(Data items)
◇ ◇ ◇ ◇
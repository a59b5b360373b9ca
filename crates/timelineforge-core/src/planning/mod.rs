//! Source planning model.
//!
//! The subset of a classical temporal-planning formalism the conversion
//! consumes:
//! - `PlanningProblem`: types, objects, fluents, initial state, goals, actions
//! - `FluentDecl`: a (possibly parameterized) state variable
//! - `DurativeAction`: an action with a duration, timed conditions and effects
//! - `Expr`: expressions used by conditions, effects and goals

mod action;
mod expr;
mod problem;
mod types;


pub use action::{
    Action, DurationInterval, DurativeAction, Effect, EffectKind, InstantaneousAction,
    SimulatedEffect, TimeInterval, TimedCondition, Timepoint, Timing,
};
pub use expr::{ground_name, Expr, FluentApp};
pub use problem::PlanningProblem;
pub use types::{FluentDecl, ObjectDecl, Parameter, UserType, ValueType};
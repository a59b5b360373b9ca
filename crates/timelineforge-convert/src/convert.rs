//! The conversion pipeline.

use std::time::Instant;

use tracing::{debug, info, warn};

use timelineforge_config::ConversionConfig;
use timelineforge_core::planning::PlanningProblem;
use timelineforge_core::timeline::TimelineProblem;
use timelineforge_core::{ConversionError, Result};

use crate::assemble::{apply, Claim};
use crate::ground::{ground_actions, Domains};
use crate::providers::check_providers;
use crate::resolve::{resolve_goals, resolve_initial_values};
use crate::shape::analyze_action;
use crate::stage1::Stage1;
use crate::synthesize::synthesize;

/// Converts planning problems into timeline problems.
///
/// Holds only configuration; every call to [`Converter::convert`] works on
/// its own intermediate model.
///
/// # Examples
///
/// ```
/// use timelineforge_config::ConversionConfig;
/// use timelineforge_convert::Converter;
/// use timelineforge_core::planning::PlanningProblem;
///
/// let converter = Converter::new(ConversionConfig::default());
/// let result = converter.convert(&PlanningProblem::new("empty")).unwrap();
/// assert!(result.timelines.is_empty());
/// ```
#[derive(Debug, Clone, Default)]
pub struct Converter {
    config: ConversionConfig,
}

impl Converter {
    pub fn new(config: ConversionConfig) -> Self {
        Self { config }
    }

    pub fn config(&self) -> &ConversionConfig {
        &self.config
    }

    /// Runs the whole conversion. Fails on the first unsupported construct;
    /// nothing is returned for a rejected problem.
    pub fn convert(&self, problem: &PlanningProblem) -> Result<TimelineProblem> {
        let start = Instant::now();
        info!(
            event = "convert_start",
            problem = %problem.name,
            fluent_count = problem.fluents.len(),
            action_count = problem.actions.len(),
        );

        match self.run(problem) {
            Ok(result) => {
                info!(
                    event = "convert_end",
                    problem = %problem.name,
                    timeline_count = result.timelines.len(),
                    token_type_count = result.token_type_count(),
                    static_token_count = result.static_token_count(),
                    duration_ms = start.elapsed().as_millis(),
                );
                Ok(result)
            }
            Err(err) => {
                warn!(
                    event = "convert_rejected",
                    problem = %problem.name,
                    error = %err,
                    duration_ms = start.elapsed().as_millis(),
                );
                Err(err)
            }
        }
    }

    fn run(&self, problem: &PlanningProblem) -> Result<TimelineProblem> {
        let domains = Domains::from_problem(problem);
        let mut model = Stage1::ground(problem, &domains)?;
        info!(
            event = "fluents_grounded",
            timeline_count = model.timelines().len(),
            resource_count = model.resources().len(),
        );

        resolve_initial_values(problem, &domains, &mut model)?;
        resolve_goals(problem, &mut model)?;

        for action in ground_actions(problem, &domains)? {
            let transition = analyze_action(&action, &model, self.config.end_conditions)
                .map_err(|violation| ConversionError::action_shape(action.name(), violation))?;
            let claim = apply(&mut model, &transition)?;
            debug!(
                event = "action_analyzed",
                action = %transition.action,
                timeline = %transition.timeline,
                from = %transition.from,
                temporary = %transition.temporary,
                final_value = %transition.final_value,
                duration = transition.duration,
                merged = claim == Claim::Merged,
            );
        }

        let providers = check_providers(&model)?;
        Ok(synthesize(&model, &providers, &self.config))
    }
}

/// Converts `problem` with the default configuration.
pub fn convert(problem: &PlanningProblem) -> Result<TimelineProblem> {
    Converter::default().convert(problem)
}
◇ ◇ ◇ ◇
What the task requires: Copy out every line of the entries where the string "TimelineProblem" shows up.

Your solution:
use timelineforge_core::timeline::TimelineProblem;
    pub fn convert(&self, problem: &PlanningProblem) -> Result<TimelineProblem> {
    fn run(&self, problem: &PlanningProblem) -> Result<TimelineProblem> {
pub fn convert(problem: &PlanningProblem) -> Result<TimelineProblem> {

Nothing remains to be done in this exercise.